Partout dans le monde occidental, au cours des décennies 1960 et 1970, la psychiatrie essuie des critiques sur ses protocoles de soins sous contrainte, violents et déshumanisants, et sur son rôle d’instrument de l’oppression sociale. Les sociologues Michel Foucault en France, Erving Goffman aux États-Unis ou le psychiatre Franco Basaglia en Italie affirment que la maladie mentale n’existe pas en tant que telle mais sert à se débarrasser des indésirables, à enfermer les dissident·es, à invalider les paroles qui dérangent.

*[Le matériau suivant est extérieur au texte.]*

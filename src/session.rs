//! Per-peer session state (§3 "Session", §4.4).
//!
//! Grounded on `original_source/source/oscquery/client.hpp`/`.cpp`
//! (`WPNQueryClient`), which plays both directions of this role in the
//! source: a "direct" client dialing out, and an "indirect" client that is
//! really the server's per-connection peer record. This module models
//! only the server-side peer record the spec calls `Session`; the
//! corresponding client-side state lives in `protocol::client`.

use std::collections::HashSet;
use std::net::IpAddr;
use std::sync::atomic::{AtomicU64, Ordering};

/// Opaque per-session identifier, used by [`crate::tree::Node`] to track
/// its exact-match listeners without the tree depending on transport
/// types.
#[derive(Debug, Clone, Copy, PartialEq, Eq, Hash, PartialOrd, Ord)]
pub struct SessionId(pub u64);

static NEXT_SESSION_ID: AtomicU64 = AtomicU64::new(1);

impl SessionId {
    pub fn next() -> Self {
        SessionId(NEXT_SESSION_ID.fetch_add(1, Ordering::Relaxed))
    }
}

/// Lifecycle states from §4.4.
#[derive(Debug, Clone, Copy, PartialEq, Eq)]
pub enum SessionState {
    Dialing,
    Handshaking,
    Open,
    OscStreamingNegotiated,
    Closing,
    Closed,
}

/// Per-peer subscription table entry.
#[derive(Debug, Clone, PartialEq, Eq, Hash)]
pub struct Subscription {
    pub path: String,
    pub listen_all: bool,
}

/// The state the protocol engine keeps for one connected peer.
#[derive(Debug)]
pub struct Session {
    pub id: SessionId,
    pub peer_ip: IpAddr,
    pub state: SessionState,
    /// Set once the peer negotiates `START_OSC_STREAMING`.
    pub return_udp_port: Option<u16>,
    /// Exact-match `LISTEN` subscriptions.
    listen: HashSet<String>,
    /// Prefix-match `LISTEN_ALL` subscriptions.
    listen_all: HashSet<String>,
    /// §7: "session remains open unless three consecutive malformed
    /// frames occur."
    pub consecutive_malformed: u8,
}

impl Session {
    pub fn new(peer_ip: IpAddr) -> Self {
        Session {
            id: SessionId::next(),
            peer_ip,
            state: SessionState::Handshaking,
            return_udp_port: None,
            listen: HashSet::new(),
            listen_all: HashSet::new(),
            consecutive_malformed: 0,
        }
    }

    pub fn open(&mut self) {
        self.state = SessionState::Open;
    }

    pub fn close(&mut self) {
        // §5 cancellation: drop subscriptions atomically with the state
        // transition, before any further fan-out can consider this peer.
        self.listen.clear();
        self.listen_all.clear();
        self.state = SessionState::Closed;
    }

    pub fn negotiate_osc_streaming(&mut self, local_server_port: u16) {
        self.return_udp_port = Some(local_server_port);
        self.state = SessionState::OscStreamingNegotiated;
    }

    /// `LISTEN` — idempotent, set-semantic (§9 open question resolution:
    /// no ref-counting).
    pub fn listen(&mut self, path: &str) {
        self.listen.insert(path.to_string());
    }

    pub fn ignore(&mut self, path: &str) {
        self.listen.remove(path);
    }

    pub fn listen_all(&mut self, path: &str) {
        self.listen_all.insert(path.to_string());
    }

    pub fn ignore_all(&mut self, path: &str) {
        self.listen_all.remove(path);
    }

    /// Whether this session should receive a value-change frame for
    /// `node_path`: an exact `LISTEN` match, or a `LISTEN_ALL` prefix
    /// match (§4.4: "match when a fired path starts with the subscribed
    /// path").
    pub fn subscribed_to(&self, node_path: &str) -> bool {
        if self.listen.contains(node_path) {
            return true;
        }
        self.listen_all
            .iter()
            .any(|prefix| node_path.starts_with(prefix.as_str()))
    }

    pub fn note_malformed_frame(&mut self) -> bool {
        self.consecutive_malformed += 1;
        self.consecutive_malformed >= 3
    }

    pub fn note_well_formed_frame(&mut self) {
        self.consecutive_malformed = 0;
    }
}

#[cfg(test)]
mod tests {
    use super::*;
    use std::net::Ipv4Addr;

    fn session() -> Session {
        Session::new(IpAddr::V4(Ipv4Addr::LOCALHOST))
    }

    #[test]
    fn listen_then_ignore_clears_subscription() {
        let mut s = session();
        s.listen("/a/b");
        assert!(s.subscribed_to("/a/b"));
        s.ignore("/a/b");
        assert!(!s.subscribed_to("/a/b"));
    }

    #[test]
    fn listen_all_matches_by_prefix() {
        let mut s = session();
        s.listen_all("/a");
        assert!(s.subscribed_to("/a"));
        assert!(s.subscribed_to("/a/b"));
        assert!(s.subscribed_to("/a/b/c"));
        assert!(!s.subscribed_to("/x"));
    }

    #[test]
    fn duplicate_listen_is_idempotent() {
        let mut s = session();
        s.listen("/a");
        s.listen("/a");
        s.ignore("/a");
        assert!(!s.subscribed_to("/a"));
    }

    #[test]
    fn close_drops_all_subscriptions() {
        let mut s = session();
        s.listen("/a");
        s.listen_all("/b");
        s.close();
        assert!(!s.subscribed_to("/a"));
        assert!(!s.subscribed_to("/b/c"));
        assert_eq!(s.state, SessionState::Closed);
    }

    #[test]
    fn three_consecutive_malformed_frames_is_fatal() {
        let mut s = session();
        assert!(!s.note_malformed_frame());
        assert!(!s.note_malformed_frame());
        assert!(s.note_malformed_frame());
        s.note_well_formed_frame();
        assert_eq!(s.consecutive_malformed, 0);
    }
}
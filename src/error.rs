//! Unified error currency for the crate.
//!
//! The teacher (`oscq_rs`) propagates `rosc::OscError` / `hyper::Error` ad
//! hoc at each call site. A node that owns a tree, a session table and
//! three transports needs one error type that crosses those boundaries;
//! this mirrors the error-kind list in the design document almost exactly.

use crate::value::Type;

pub type Result<T> = std::result::Result<T, Error>;

#[derive(Debug, thiserror::Error)]
pub enum Error {
    #[error("transport closed")]
    TransportClosed,

    #[error("malformed frame: {0}")]
    MalformedFrame(String),

    #[error("malformed OSC message: {0}")]
    MalformedOsc(String),

    #[error("OSC string argument was not valid UTF-8")]
    InvalidUtf8,

    #[error("malformed JSON command: {0}")]
    MalformedJson(String),

    #[error("no node at address {0:?}")]
    UnknownAddress(String),

    #[error("cannot coerce value of type {from:?} into {to:?}")]
    TypeMismatch { from: Type, to: Type },

    #[error("WebSocket handshake failed: {0}")]
    HandshakeFailure(String),

    #[error("service discovery failed: {0}")]
    DiscoveryFailure(String),

    #[error("port already in use: {0}")]
    PortInUse(std::net::SocketAddr),

    #[error("outbound queue overflowed, dropping oldest frame")]
    Overflow,

    #[error(transparent)]
    Io(#[from] std::io::Error),

    #[error(transparent)]
    Json(#[from] serde_json::Error),
}

impl Error {
    /// Wraps a `rosc` codec error as our own `MalformedOsc` kind, so the
    /// rest of the crate never has to match on `rosc::OscError` directly.
    pub(crate) fn from_osc(err: rosc::OscError) -> Self {
        Error::MalformedOsc(err.to_string())
    }

    /// Distinguishes a fatal port-in-use bind failure from any other I/O
    /// error, so process startup can tell the two apart (§7: "`PortInUse`
    /// is fatal to the process startup").
    pub(crate) fn from_bind(err: std::io::Error, port: u16) -> Self {
        if err.kind() == std::io::ErrorKind::AddrInUse {
            Error::PortInUse(std::net::SocketAddr::from(([0, 0, 0, 0], port)))
        } else {
            Error::Io(err)
        }
    }
}
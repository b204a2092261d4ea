//! Node configuration (§6 "Configuration").
//!
//! Grounded on the teacher's `OscHostInfo::with_ext_*` builder chain in
//! `oscquery_types.rs`; generalized from "turn individual host-info
//! extension bits on" to the node's full startup configuration.

use crate::protocol::host_info::Extensions;

pub const DEFAULT_TCP_PORT: u16 = 5678;
pub const DEFAULT_UDP_PORT: u16 = 1234;
pub const DEFAULT_NAME: &str = "wpn114";

/// Startup configuration for a node acting as server, client, or both.
#[derive(Debug, Clone)]
pub struct Config {
    pub tcp_port: u16,
    pub udp_port: u16,
    pub name: String,
    pub extensions: Extensions,
    pub discovery: bool,
}

impl Default for Config {
    fn default() -> Self {
        Config {
            tcp_port: DEFAULT_TCP_PORT,
            udp_port: DEFAULT_UDP_PORT,
            name: DEFAULT_NAME.to_string(),
            extensions: Extensions::all(),
            discovery: true,
        }
    }
}

impl Config {
    pub fn new() -> Self {
        Self::default()
    }

    pub fn with_tcp_port(mut self, port: u16) -> Self {
        self.tcp_port = port;
        self
    }

    pub fn with_udp_port(mut self, port: u16) -> Self {
        self.udp_port = port;
        self
    }

    pub fn with_name(mut self, name: impl Into<String>) -> Self {
        self.name = name.into();
        self
    }

    pub fn with_extensions(mut self, extensions: Extensions) -> Self {
        self.extensions = extensions;
        self
    }

    pub fn without_discovery(mut self) -> Self {
        self.discovery = false;
        self
    }
}

/// A client dial target: either a literal host/port or a `zc://<name>`
/// URI asking the client to resolve `name` through service discovery
/// first (§6 "Configuration").
#[derive(Debug, Clone, PartialEq, Eq)]
pub enum DialTarget {
    Direct { host: String, port: u16 },
    Discover { service_name: String },
}

impl DialTarget {
    /// Parse a configured dial string: `zc://<name>` for discovery, or
    /// `host:port` for a direct TCP target.
    pub fn parse(uri: &str) -> Option<DialTarget> {
        if let Some(name) = uri.strip_prefix("zc://") {
            if name.is_empty() {
                return None;
            }
            return Some(DialTarget::Discover {
                service_name: name.to_string(),
            });
        }
        let (host, port) = uri.rsplit_once(':')?;
        let port: u16 = port.parse().ok()?;
        Some(DialTarget::Direct {
            host: host.to_string(),
            port,
        })
    }
}

#[cfg(test)]
mod tests {
    use super::*;

    #[test]
    fn defaults_match_configured_values() {
        let config = Config::new();
        assert_eq!(config.tcp_port, 5678);
        assert_eq!(config.udp_port, 1234);
        assert_eq!(config.name, "wpn114");
        assert!(config.discovery);
    }

    #[test]
    fn builder_overrides_defaults() {
        let config = Config::new()
            .with_tcp_port(9000)
            .with_udp_port(9001)
            .with_name("S1")
            .without_discovery();
        assert_eq!(config.tcp_port, 9000);
        assert_eq!(config.udp_port, 9001);
        assert_eq!(config.name, "S1");
        assert!(!config.discovery);
    }

    #[test]
    fn parses_discovery_uri() {
        assert_eq!(
            DialTarget::parse("zc://S1"),
            Some(DialTarget::Discover {
                service_name: "S1".to_string()
            })
        );
        assert_eq!(DialTarget::parse("zc://"), None);
    }

    #[test]
    fn parses_direct_host_port() {
        assert_eq!(
            DialTarget::parse("192.168.1.5:5678"),
            Some(DialTarget::Direct {
                host: "192.168.1.5".to_string(),
                port: 5678
            })
        );
        assert_eq!(DialTarget::parse("not-a-target"), None);
    }
}
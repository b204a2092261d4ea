//! The single shared outbound UDP socket (§5 "Shared resources": "The UDP
//! socket is a single shared resource owned by the loop, used for all
//! outgoing value datagrams").
//!
//! The teacher never opens a UDP socket at all (`rosc` only supplies wire
//! types); this wraps `tokio::net::UdpSocket` the way `src/osc.rs` wraps
//! `rosc`'s codec, so the dispatch loop has one call site for "send this
//! encoded value to this peer."

use std::net::SocketAddr;

use tokio::net::UdpSocket;

use crate::error::{Error, Result};
use crate::osc;
use crate::value::Value;

/// Owns the bound UDP socket used for both inbound value frames from
/// peers and outbound value pushes to subscribers.
pub struct UdpTransport {
    socket: UdpSocket,
}

impl UdpTransport {
    pub async fn bind(port: u16) -> Result<Self> {
        let socket = UdpSocket::bind(("0.0.0.0", port))
            .await
            .map_err(|err| Error::from_bind(err, port))?;
        Ok(UdpTransport { socket })
    }

    pub fn local_port(&self) -> Result<u16> {
        Ok(self.socket.local_addr()?.port())
    }

    /// Encode `(address, value)` and send it to `peer`.
    pub async fn send_value(&self, peer: SocketAddr, address: &str, value: &Value) -> Result<()> {
        let bytes = osc::encode_message(address, value)?;
        self.socket.send_to(&bytes, peer).await?;
        Ok(())
    }

    /// Receive one datagram, decoding it as an OSC message.
    pub async fn recv_message(&self) -> Result<(osc::DecodedMessage, SocketAddr)> {
        let (bytes, peer) = self.recv_raw().await?;
        let decoded = osc::decode_message(&bytes)
            .map_err(|_| Error::MalformedFrame(format!("bad UDP datagram from {peer}")))?;
        Ok((decoded, peer))
    }

    /// Receive one datagram without decoding it, for callers (the
    /// dispatch loop) that need to apply their own malformed-frame
    /// bookkeeping instead of failing the read outright.
    pub async fn recv_raw(&self) -> Result<(Vec<u8>, SocketAddr)> {
        let mut buf = [0u8; 65536];
        let (len, peer) = self.socket.recv_from(&mut buf).await?;
        Ok((buf[..len].to_vec(), peer))
    }
}

#[cfg(test)]
mod tests {
    use super::*;

    #[tokio::test]
    async fn round_trips_a_value_over_loopback() {
        let server = UdpTransport::bind(0).await.unwrap();
        let client = UdpTransport::bind(0).await.unwrap();
        let server_addr: SocketAddr = ([127, 0, 0, 1], server.local_port().unwrap()).into();

        client
            .send_value(server_addr, "/a/b", &Value::Float(1.5))
            .await
            .unwrap();

        let (decoded, _) = server.recv_message().await.unwrap();
        assert_eq!(decoded.address, "/a/b");
        assert_eq!(decoded.value, Value::Float(1.5));
    }
}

Des personnes concernées font alors, elles aussi, entendre leur voix. Se définissant comme « survivant·es de la psychiatrie », elles prônent la fermeture des lieux d’hospitalisation et l’abolition de cette discipline médicale (lire notre encadré ci-dessous), parce qu’elle est, selon elles, un outil d’organisation sociale raciste et sexiste. À l’opposé de la figure du fou, celle du sujet rationnel, tel que le définit la théorie politique libérale, sert en réalité le productivisme, constitutif du système capitaliste. « Pointer celles et ceux qui ne pensent pas droit est aussi un moyen de dresser des épouvantails », complète Léna Dormeau, philosophe, chercheuse en mad studies4 et militante du courant anti-psy abolitionniste. Une sorte de « freak show » qui ferait rentrer les gens dans le droit chemin par l’effroi, « par la crainte d’être fous ou de leur ressembler », poursuit-elle. Comme la sociologue Julia Legrand le résume : « Depuis les origines de la discipline [psychiatrie], la question du contrôle social qu’elle opère est posée. Certaines personnes présentent des troubles chroniques dont on ne guérit pas. Et parallèlement, il existe une demande sociale à l’égard des troubles à l’ordre public. In fine, notre organisation sociale délègue à la psychiatrie la prise en charge d’un certain nombre de personnes. »
Abolir la psychiatrie
Dans la même famille de pensée que l’abolitionnisme carcéral, le mouvement anti-psy radical prône l’abolition de la psychiatrie et la création d’endroits autogérés par les personnes neurodivergentes, au moyen de la pair-aidance, c’est-à-dire grâce à l’accompagnement d’autres personnes qui connaissent ou ont connu des difficultés similaires. De tels lieux sont expérimentés depuis cinquante ans, par exemple à Marseille où le « Lieu de répit » réservé aux personnes « sans chez-soi », accueille, de façon non médicalisée, des personnes en situation de crise psychique.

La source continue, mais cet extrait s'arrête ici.